Le ministre du logement Vincent Jeanbrun envisage des changements concernant l'encadrement des loyers. Selon Iñaki Echaniz, rapporteur de la loi sur ce sujet, il est crucial que cette expérimentation se poursuive.
Depuis novembre 2026, les communes en situation de tension locative peuvent bénéficier d'un plafonnement des loyers, mis en place dans le cadre d'une mesure transitoire votée en décembre 2025. Cependant, cette expérimentation doit prendre fin en novembre 2026.
Dans une interview accordée à Ouest-France, le ministre Jeanbrun a déclaré que le gouvernement n'envisage pas d'étendre l'expérience "dans sa forme actuelle". Il a cependant mentionné un rapport indépendant qui souligne que bien que l'encadrement produise des effets limités sur les prix, il impacte négativement l'offre de logements.

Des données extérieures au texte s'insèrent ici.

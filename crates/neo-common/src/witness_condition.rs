//! Witness conditions: the recursive boolean expressions a [`crate::WitnessRule`]
//! evaluates against the calling contract to decide whether a witness applies.

use neo_codec::{Decoder, Encoder, NeoSerializable};
use neo_crypto::{Hash160, Secp256r1PublicKey};
use neo_error::CodecError;
use serde::{Deserialize, Serialize};

const MAX_DEPTH: usize = 2;
const MAX_SUBITEMS: usize = 16;

const BOOLEAN: u8 = 0;
const NOT: u8 = 1;
const AND: u8 = 2;
const OR: u8 = 3;
const SCRIPT_HASH: u8 = 4;
const GROUP: u8 = 5;
const CALLED_BY_ENTRY: u8 = 6;
const CALLED_BY_CONTRACT: u8 = 7;
const CALLED_BY_GROUP: u8 = 8;

/// A condition node in a witness rule's expression tree.
#[derive(Debug, Clone, PartialEq, Eq, Hash, Serialize, Deserialize)]
pub enum WitnessCondition {
	Boolean(bool),
	Not(Box<WitnessCondition>),
	And(Vec<WitnessCondition>),
	Or(Vec<WitnessCondition>),
	ScriptHash(Hash160),
	Group(Secp256r1PublicKey),
	CalledByEntry,
	CalledByContract(Hash160),
	CalledByGroup(Secp256r1PublicKey),
}

impl WitnessCondition {
	fn discriminant(&self) -> u8 {
		match self {
			Self::Boolean(_) => BOOLEAN,
			Self::Not(_) => NOT,
			Self::And(_) => AND,
			Self::Or(_) => OR,
			Self::ScriptHash(_) => SCRIPT_HASH,
			Self::Group(_) => GROUP,
			Self::CalledByEntry => CALLED_BY_ENTRY,
			Self::CalledByContract(_) => CALLED_BY_CONTRACT,
			Self::CalledByGroup(_) => CALLED_BY_GROUP,
		}
	}

	fn encode_at(&self, encoder: &mut Encoder) {
		encoder.write_u8(self.discriminant());
		match self {
			Self::Boolean(b) => encoder.write_bool(*b),
			Self::Not(inner) => inner.encode_at(encoder),
			Self::And(children) | Self::Or(children) => {
				encoder.write_var_int(children.len() as u64);
				for child in children {
					child.encode_at(encoder);
				}
			}
			Self::ScriptHash(hash) | Self::CalledByContract(hash) => {
				encoder.write_bytes(&hash.to_le_bytes())
			}
			Self::Group(key) | Self::CalledByGroup(key) => {
				encoder.write_bytes(&key.get_encoded(true))
			}
			Self::CalledByEntry => {}
		}
	}

	fn decode_at(decoder: &mut Decoder, depth: usize) -> Result<Self, CodecError> {
		if depth > MAX_DEPTH {
			return Err(CodecError::DepthExceeded { field: "WitnessCondition".into(), max: MAX_DEPTH });
		}
		let tag = decoder.read_u8()?;
		match tag {
			BOOLEAN => Ok(Self::Boolean(decoder.read_bool()?)),
			NOT => Ok(Self::Not(Box::new(Self::decode_at(decoder, depth + 1)?))),
			AND | OR => {
				let count = decoder.read_var_int()?;
				if count == 0 || count as usize > MAX_SUBITEMS {
					return Err(CodecError::TooManyItems {
						field: "WitnessCondition children".into(),
						count: count as usize,
						max: MAX_SUBITEMS,
					});
				}
				let mut children = Vec::with_capacity(count as usize);
				for _ in 0..count {
					children.push(Self::decode_at(decoder, depth + 1)?);
				}
				Ok(if tag == AND { Self::And(children) } else { Self::Or(children) })
			}
			SCRIPT_HASH | CALLED_BY_CONTRACT => {
				let bytes = decoder.read_bytes(20)?;
				let mut hash = [0u8; 20];
				hash.copy_from_slice(&bytes);
				let hash = Hash160::from_le_bytes(hash);
				Ok(if tag == SCRIPT_HASH { Self::ScriptHash(hash) } else { Self::CalledByContract(hash) })
			}
			GROUP | CALLED_BY_GROUP => {
				let bytes = decoder.read_bytes(33)?;
				let key = Secp256r1PublicKey::from_compressed(&bytes)
					.map_err(|e| CodecError::InvalidFormat(e.to_string()))?;
				Ok(if tag == GROUP { Self::Group(key) } else { Self::CalledByGroup(key) })
			}
			CALLED_BY_ENTRY => Ok(Self::CalledByEntry),
			other =>
				Err(CodecError::UnknownDiscriminant { field: "WitnessCondition".into(), value: other as u64 }),
		}
	}
}

impl NeoSerializable for WitnessCondition {
	fn size(&self) -> usize {
		let mut encoder = Encoder::new();
		self.encode_at(&mut encoder);
		encoder.len()
	}

	fn encode(&self, encoder: &mut Encoder) {
		self.encode_at(encoder);
	}

	fn decode(decoder: &mut Decoder) -> Result<Self, CodecError> {
		Self::decode_at(decoder, 0)
	}
}

#[cfg(test)]
mod tests {
	use super::*;

	fn round_trip(condition: &WitnessCondition) -> WitnessCondition {
		let mut encoder = Encoder::new();
		condition.encode(&mut encoder);
		let bytes = encoder.to_bytes();
		let mut decoder = Decoder::new(&bytes);
		WitnessCondition::decode(&mut decoder).unwrap()
	}

	#[test]
	fn boolean_leaf_round_trips() {
		let condition = WitnessCondition::Boolean(true);
		assert_eq!(round_trip(&condition), condition);
	}

	#[test]
	fn not_and_or_nesting_within_depth_round_trips() {
		let condition = WitnessCondition::And(vec![
			WitnessCondition::Not(Box::new(WitnessCondition::CalledByEntry)),
			WitnessCondition::Boolean(false),
		]);
		assert_eq!(round_trip(&condition), condition);
	}

	#[test]
	fn depth_exceeding_two_fails() {
		let condition = WitnessCondition::Not(Box::new(WitnessCondition::Not(Box::new(
			WitnessCondition::Not(Box::new(WitnessCondition::Boolean(true))),
		))));
		let mut encoder = Encoder::new();
		condition.encode(&mut encoder);
		let bytes = encoder.to_bytes();
		let mut decoder = Decoder::new(&bytes);
		assert!(matches!(
			WitnessCondition::decode(&mut decoder),
			Err(CodecError::DepthExceeded { .. })
		));
	}

	#[test]
	fn empty_and_is_rejected() {
		let mut encoder = Encoder::new();
		encoder.write_u8(AND);
		encoder.write_var_int(0);
		let bytes = encoder.to_bytes();
		let mut decoder = Decoder::new(&bytes);
		assert!(WitnessCondition::decode(&mut decoder).is_err());
	}
}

Les associations de locataires, comme la CLCV, soutiennent au contraire que l'encadrement devrait devenir permanent, surtout dans les zones tendues. Iñaki Echaniz évoque les discussions en cours avec le gouvernement pour maintenir cette mesure, soulignant que le rapport d'experts démontre que "l'encadrement est efficace pour contenir les prix, et qu'il ne serait pas à l'origine de la baisse de l'offre locative".
En effet, 87% des Français, selon un sondage Ipsos pour la Fondation pour le logement, sont favorables à ce dispositif. Un retrait rapide de l'encadrement des loyers, prévu en novembre prochain, pourrait entraîner, selon Echaniz, des "conséquences délétères pour des milliers de ménages locataires".
Peio Dufau, député de la 6ème circonscription, a affirmé que cette mesure est "indispensable" et plaide pour l'élaboration d'une loi pour pérenniser l'encadrement des loyers.